Russia drops the axe with massive blacklist of online gambling sites

PokerStars, Titan Poker, Party Poker, William Hill, Ladbrokes, and SportingBet. These are only a few of the 50-plus gambling-related websites that Russia has recently added to its naughty list, and seeing how the Motherland has been hogging the headlines these days for one reason or another, this development would likely get thrown aside as a blip in the bigger scheme of all the societal and political distress in that part of the world.

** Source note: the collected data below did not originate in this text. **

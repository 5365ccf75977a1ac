use crate::config::TelemetryConfig;
use anyhow::{anyhow, Result};
use opentelemetry::{global, trace::TracerProvider as _, KeyValue};
use opentelemetry_otlp::{WithExportConfig, WithTonicConfig};
use opentelemetry_sdk::{
    propagation::TraceContextPropagator,
    runtime,
    trace::{Tracer, TracerProvider},
    Resource,
};
use secrecy::ExposeSecret;
use std::{sync::OnceLock, time::Duration};
use tonic::{
    metadata::{MetadataMap, MetadataValue},
    transport::ClientTlsConfig,
};
use tracing::{debug, Level};
use tracing_subscriber::{fmt, layer::SubscriberExt, EnvFilter, Registry};
use ulid::Ulid;

static TRACER_PROVIDER: OnceLock<TracerProvider> = OnceLock::new();

const ACCESS_TOKEN_HEADER: &str = "signoz-access-token";

// gRPC metadata sent with every export request
fn export_metadata(telemetry: &TelemetryConfig) -> Result<MetadataMap> {
    let mut meta = MetadataMap::new();

    if let Some(token) = &telemetry.access_token {
        let value: MetadataValue<_> = token
            .expose_secret()
            .parse()
            .map_err(|e| anyhow!("invalid OTLP access token: {e}"))?;
        meta.insert(ACCESS_TOKEN_HEADER, value);
    }

    Ok(meta)
}

fn init_tracer(telemetry: &TelemetryConfig, service_name: &str) -> Result<Tracer> {
    let endpoint = telemetry.endpoint.as_str().trim_end_matches('/');

    let mut builder = opentelemetry_otlp::SpanExporter::builder()
        .with_tonic()
        .with_endpoint(endpoint)
        .with_timeout(Duration::from_secs(3))
        .with_metadata(export_metadata(telemetry)?);

    if telemetry.endpoint.scheme() == "https" {
        let mut tls = ClientTlsConfig::new().with_native_roots();
        if let Some(host) = telemetry.endpoint.host_str() {
            tls = tls.domain_name(host.to_string());
        }
        builder = builder.with_tls_config(tls);
    }

    let exporter = builder.build()?;

    let trace_provider = TracerProvider::builder()
        .with_batch_exporter(exporter, runtime::Tokio)
        .with_resource(Resource::new(vec![
            KeyValue::new("service.name", service_name.to_string()),
            KeyValue::new("service.version", env!("CARGO_PKG_VERSION")),
            KeyValue::new("service.instance.id", Ulid::new().to_string()),
        ]))
        .build();

    let _ = TRACER_PROVIDER.set(trace_provider.clone());

    global::set_tracer_provider(trace_provider.clone());
    global::set_text_map_propagator(TraceContextPropagator::new());

    Ok(trace_provider.tracer(env!("CARGO_PKG_NAME")))
}

/// Initialize logging and, when an OTLP endpoint is configured, span export.
///
/// # Errors
///
/// Returns an error if the exporter or the global subscriber cannot be set up
pub fn init(
    verbosity_level: Option<Level>,
    telemetry: Option<&TelemetryConfig>,
    service_name: &str,
) -> Result<()> {
    let verbosity_level = verbosity_level.unwrap_or(Level::ERROR);

    let fmt_layer = fmt::layer()
        .with_file(false)
        .with_line_number(false)
        .with_thread_ids(false)
        .with_thread_names(false)
        .with_target(false)
        .pretty();

    let filter = EnvFilter::builder()
        .with_default_directive(verbosity_level.into())
        .from_env_lossy()
        .add_directive("hyper=error".parse()?)
        .add_directive("tokio=error".parse()?)
        .add_directive("opentelemetry_sdk=warn".parse()?);

    if let Some(telemetry) = telemetry {
        let tracer = init_tracer(telemetry, service_name)?;
        let otel_layer = tracing_opentelemetry::layer().with_tracer(tracer);

        let subscriber = Registry::default()
            .with(fmt_layer)
            .with(otel_layer)
            .with(filter);
        tracing::subscriber::set_global_default(subscriber)?;
    } else {
        let subscriber = Registry::default().with(fmt_layer).with(filter);
        tracing::subscriber::set_global_default(subscriber)?;
    }

    Ok(())
}

/// Flush and stop the span exporter (noop if it was never started)
pub fn shutdown_tracer() {
    if let Some(tp) = TRACER_PROVIDER.get() {
        debug!("shutting down tracer provider");
        let _ = tp.shutdown();
        debug!("tracer provider shutdown complete");
    }
}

russia-betting-shop-axeBut it is big news to us, and this fresh batch of blacklisted sites that were put on the shit pile last March 21 is a telling indication of Russia’s distaste for online gambling. Numerous reports have indicated that the prosecutor’s office recently requested that a list of sites be blocked (the list is here, in case you’re interested to peruse), putting the onus on Internet service providers to do the dirty work of blocking gambling sites that are supposedly offering illegal online games in Russia. Hmm…funny how Russia has come to interpret the word “illegal” these days, right?

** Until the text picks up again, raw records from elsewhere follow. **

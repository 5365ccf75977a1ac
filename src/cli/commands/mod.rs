pub mod backend;
pub mod logging;
pub mod site;
pub mod telemetry;

use clap::{
    builder::styling::{AnsiColor, Effects, Styles},
    Arg, ColorChoice, Command,
};

pub const ARG_PORT: &str = "port";

#[must_use]
pub fn new() -> Command {
    let styles = Styles::styled()
        .header(AnsiColor::Yellow.on_default() | Effects::BOLD)
        .usage(AnsiColor::Green.on_default() | Effects::BOLD)
        .literal(AnsiColor::Blue.on_default() | Effects::BOLD)
        .placeholder(AnsiColor::Green.on_default());

    let long_version: &'static str = Box::leak(
        format!("{} - {}", env!("CARGO_PKG_VERSION"), crate::GIT_COMMIT_HASH).into_boxed_str(),
    );

    let command = Command::new("portal")
        .about("Account portal: login, registration and profile settings")
        .version(env!("CARGO_PKG_VERSION"))
        .long_version(long_version)
        .color(ColorChoice::Auto)
        .styles(styles)
        .arg(
            Arg::new(ARG_PORT)
                .short('p')
                .long(ARG_PORT)
                .help("Port to listen on")
                .default_value("8080")
                .env("PORTAL_PORT")
                .value_parser(clap::value_parser!(u16)),
        );

    let command = backend::with_args(command);
    let command = site::with_args(command);
    let command = telemetry::with_args(command);
    logging::with_args(command)
}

Looking to provide as much clarification on the issue as he is allowed to divulge, Maxim Ksenzov, deputy head of Russia’s federal telecommunications watchdog Roskomnadzor, took to Twitter to respond to numerous media questions regarding the uptick in blocked websites. Without elaborating, Ksenzov remarked that the “request came straight from the prosecutor(s) office” and that the authority was from a decree back in June 2013, of which no specific details were provided. Sounds like keeping tight-lipped on true intentions has become quite the thing in Russia these days.

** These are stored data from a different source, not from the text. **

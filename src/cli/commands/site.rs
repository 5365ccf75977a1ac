use crate::config::{ENV_APP_DESCRIPTION, ENV_APP_NAME, ENV_APTABASE_APP_KEY, ENV_SITE_URL};
use clap::{Arg, ArgMatches, Command};

pub const ARG_APP_NAME: &str = "app-name";
pub const ARG_APP_DESCRIPTION: &str = "app-description";
pub const ARG_SITE_URL: &str = "site-url";
pub const ARG_APTABASE_APP_KEY: &str = "aptabase-app-key";

#[derive(Clone, Debug, Default)]
pub struct Options {
    pub app_name: Option<String>,
    pub app_description: Option<String>,
    pub site_url: Option<String>,
    pub aptabase_app_key: Option<String>,
}

impl Options {
    #[must_use]
    pub fn parse(matches: &ArgMatches) -> Self {
        let read = |id: &str| matches.get_one::<String>(id).cloned();
        Self {
            app_name: read(ARG_APP_NAME),
            app_description: read(ARG_APP_DESCRIPTION),
            site_url: read(ARG_SITE_URL),
            aptabase_app_key: read(ARG_APTABASE_APP_KEY),
        }
    }
}

#[must_use]
pub fn with_args(command: Command) -> Command {
    command
        .arg(
            Arg::new(ARG_APP_NAME)
                .long(ARG_APP_NAME)
                .help("Application name shown in page titles")
                .env(ENV_APP_NAME),
        )
        .arg(
            Arg::new(ARG_APP_DESCRIPTION)
                .long(ARG_APP_DESCRIPTION)
                .help("Application description for the page metadata")
                .env(ENV_APP_DESCRIPTION),
        )
        .arg(
            Arg::new(ARG_SITE_URL)
                .long(ARG_SITE_URL)
                .help("Public root URL of this site (no path), used in password recovery links")
                .env(ENV_SITE_URL),
        )
        .arg(
            Arg::new(ARG_APTABASE_APP_KEY)
                .long(ARG_APTABASE_APP_KEY)
                .help("Aptabase app key (A-US-*, A-EU-* or A-DEV-*), enables login analytics")
                .env(ENV_APTABASE_APP_KEY),
        )
}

You can even point to the country’s newfound hobby of blocking websites as of late, and we’re not just talking about the aforementioned blacklist of online gambling sites. While we do acquiesce that the crisis in Ukraine is a far more serious issue than these blacklisted online gambling site and that the two issues have really nothing in common with another, it does point to the country’s growing paranoia to censor just about anything on the Internet it deems as contrary to what the people over at the Kremlin are thinking.